Dynamic Mechanism Design: A Myersonian Approach
研究了动态准线性环境中私人信息随时间到达的机制设计,提出了激励相容的包络公式,刻画了动态虚拟剩余,并应用于体验品销售的最优机制设计。
We study mechanism design in dynamic quasilinear environments where private information arrives over time and decisions are made over multiple periods. We make three contributions. First, we provide a necessary condition for incentive compatibility that takes the form of an envelope formula for the derivative of an agent's equilibrium expected payoff with respect to his current type.
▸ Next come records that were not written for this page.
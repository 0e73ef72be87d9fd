//! # FieldSync Engine
//!
//! Bidirectional sync between the local event store and the backend.
//!
//! This crate provides:
//! - Up-sync: drains closed scopes to the backend, quarantining scopes
//!   that no longer decode
//! - Down-sync: streams the remote enrolment log into the local subject
//!   database with a resumable per-partition cursor
//! - A task-graph job scheduler with retries and network gating
//! - The sync orchestrator that plans, deduplicates and reports syncs
//! - The remote events API over reqwest, plus a scripted mock
//!
//! ## Architecture
//!
//! A sync is one chain of stages:
//! 1. A start stage
//! 2. The up-sync stage and one down-sync stage per partition, in parallel
//! 3. An end stage that records the successful sync time
//!
//! ## Key Invariants
//!
//! - A scope is deleted only after the backend accepted it
//! - A down-sync cursor only moves past records applied locally
//! - At most one sync chain is in flight
//! - Sync runs leave audit events in their tracking scopes

#![deny(unsafe_code)]
#![warn(missing_docs)]

mod config;
mod context;
mod down_sync;
mod error;
mod http;
mod orchestrator;
mod project;
mod scheduler;
mod stream;
mod subjects;
mod transport;
mod up_sync;

/// Tracing target of the sync pipelines.
pub const SYNC_LOG_TARGET: &str = "fieldsync::sync";

pub use config::{BackoffPolicy, IntegrationIssuePredicate, SyncConfig, DEFAULT_CHANNEL_CAPACITY};
pub use context::SyncContext;
pub use down_sync::{actions_for, DownSyncProgress, EventDownSyncTask};
pub use error::{SyncError, SyncResult};
pub use http::{
    classify_status, HttpClient, HttpEventRemote, HttpResponse, ReqwestClient,
    EVENT_COUNT_HEADER, EVENT_COUNT_LOWER_BOUND_HEADER, REQUEST_ID_HEADER,
};
pub use orchestrator::{
    outcome_for_error, DefaultChainBuilder, RemoteCounts, SyncChainBuilder, SyncOrchestrator,
    SyncPlan, SyncState, SyncSummary, DOWN_SYNC_TAG, END_SYNC_TAG, MASTER_SYNC_TAG,
    START_SYNC_TAG, SYNC_CHAIN_ID, SYNC_ID_TAG_PREFIX, UP_SYNC_TAG,
};
pub use project::{
    ConfigProvider, ProjectConfiguration, ProjectState, SecurityManager, StaticConfigProvider,
    StaticSecurity, SyncFrequency,
};
pub use scheduler::{
    AlwaysOnline, ChainHandle, ChainSpec, FailureReason, JobScheduler, ManualNetwork,
    NetworkMonitor, StageContext, StageFailure, StageInfo, StageJob, StageOutcome, StageSpec,
    StageState, TokioScheduler,
};
pub use stream::{spawn_record_stream, JsonArraySplitter};
pub use subjects::{MemorySubjectRepository, SubjectAction, SubjectRepository};
pub use transport::{EventRemoteDataSource, EventStream, MockRemote, UploadResult};
pub use up_sync::{EventUpSyncTask, UpSyncFailure, UpSyncProgress};
/// A login attempt.
#[derive(Debug, Clone, PartialEq, Eq, Serialize, Deserialize)]
#[serde(rename_all = "camelCase")]
#[allow(missing_docs)]
pub struct AuthenticationPayload {
    pub created_at: Timestamp,
    pub ended_at: Timestamp,
    pub project_id: String,
    pub user_id: String,
    pub result: AuthenticationResult,
}

/// Answer given on the consent screen.
#[derive(Debug, Clone, Copy, PartialEq, Eq, Serialize, Deserialize)]
#[serde(rename_all = "SCREAMING_SNAKE_CASE")]
#[allow(missing_docs)]
pub enum ConsentResult {
    Accepted,
    Declined,
    NoResponse,
}

/// Consent screen result.
#[derive(Debug, Clone, PartialEq, Eq, Serialize, Deserialize)]
#[serde(rename_all = "camelCase")]
#[allow(missing_docs)]
pub struct ConsentPayload {
    pub created_at: Timestamp,
    pub ended_at: Timestamp,
    pub result: ConsentResult,
}

/// Quality outcome of a capture.
#[derive(Debug, Clone, Copy, PartialEq, Eq, Serialize, Deserialize)]
#[serde(rename_all = "SCREAMING_SNAKE_CASE")]
#[allow(missing_docs)]
pub enum CaptureResult {
    GoodScan,
    BadQuality,
    NoFingerDetected,
    Skipped,
    Failure,
}

/// Metadata of a fingerprint or face capture attempt.
#[derive(Debug, Clone, PartialEq, Eq, Serialize, Deserialize)]
#[serde(rename_all = "camelCase")]
#[allow(missing_docs)]
pub struct CapturePayload {
    pub created_at: Timestamp,
    pub ended_at: Timestamp,
    pub attempt: u32,
    pub quality: i32,
    pub result: CaptureResult,
}

/// A captured sample, opaque to the sync engine.
#[derive(Debug, Clone, PartialEq, Serialize, Deserialize)]
#[serde(rename_all = "camelCase")]
#[allow(missing_docs)]
pub struct BiometricsPayload {
    pub created_at: Timestamp,
    pub capture_id: String,
    pub format: String,
    pub template: serde_json::Value,
}

/// One candidate returned by a matcher.
#[derive(Debug, Clone, PartialEq, Serialize, Deserialize)]
#[serde(rename_all = "camelCase")]
#[allow(missing_docs)]
pub struct MatchEntry {
    pub candidate_id: String,
    pub score: f32,
}

/// A 1:1 or 1:N matching run.
#[derive(Debug, Clone, PartialEq, Serialize, Deserialize)]
#[serde(rename_all = "camelCase")]
#[allow(missing_docs)]
pub struct MatchPayload {
    pub created_at: Timestamp,
    pub ended_at: Timestamp,
    pub matcher: String,
    pub candidates: Vec<MatchEntry>,
}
It combines the familiar marginal effect of types on payoffs with novel marginal effects of the current type on future ones that are captured by “impulse response functions.” The formula yields an expression for dynamic virtual surplus that is instrumental to the design of optimal mechanisms and to the study of distortions under such mechanisms. Second, we characterize the transfers that satisfy the envelope formula and establish a sense in which they are pinned down by the allocation rule (“revenue equivalence”). Third, we characterize perfect Bayesian equilibrium-implementable allocation rules in Markov environments, which yields tractable sufficient conditions that facilitate novel applications. We illustrate the results by applying them to the design of optimal mechanisms for the sale of experience goods (“bandit auctions”).